▶ [Material provided]:
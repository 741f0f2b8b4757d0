//! Server-side chunk store and merge engine.
//!
//! # Layout
//!
//! ```text
//! <root>/
//!   <contentHash><ext>          merged files
//!   chunkDir_<contentHash>/     unmerged chunks, one file per chunk id
//!   .staging/                   in-flight uploads and merges
//! ```
//!
//! Uploads are lock-free: every write is an idempotent rename of a staged
//! blob, so racing uploads of the same chunk only waste work. Merges of
//! the same content are serialized, and the merged file appears under its
//! final name only once every chunk has been written.

mod layout;
mod merge;
mod staging;
mod store;

pub use layout::StorageLayout;
pub use merge::{ChunkFailure, MergePolicy, MergeReport};
pub use staging::StagedBlob;
pub use store::ChunkStore;

use slicedrop_protocol::ContentHash;

/// Errors produced while storing chunks.
#[derive(Debug, thiserror::Error)]
pub enum StoreError {
    #[error("I/O error: {0}")]
    Io(#[from] std::io::Error),
}

/// Errors produced by a merge.
#[derive(Debug, thiserror::Error)]
pub enum MergeError {
    #[error("I/O error: {0}")]
    Io(#[from] std::io::Error),

    #[error("chunk size must be greater than zero")]
    InvalidChunkSize,

    #[error("no chunks stored for {0}")]
    NoChunks(ContentHash),

    #[error("chunk set is incomplete, missing indices {missing:?}")]
    Incomplete { missing: Vec<u64> },

    #[error("chunk {chunk_id} is {len} bytes, expected {expected}")]
    ChunkSizeMismatch {
        chunk_id: String,
        len: u64,
        expected: u64,
    },

    #[error("chunk index {index} is stored more than once")]
    DuplicateIndex { index: u64 },

    #[error("chunk {chunk_id} does not fit in a file at chunk size {chunk_size}")]
    OffsetOutOfRange { chunk_id: String, chunk_size: u64 },

    #[error("{}", summarize_failures(.failures))]
    Chunks { failures: Vec<ChunkFailure> },
}

fn summarize_failures(failures: &[ChunkFailure]) -> String {
    match failures.first() {
        Some(first) => format!("{} chunk(s) failed to merge, first: {first}", failures.len()),
        None => "merge failed".into(),
    }
}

▶ [Prompt]: Check the data for lines with "String" and give only their number.

▶ [Response to the task]: 3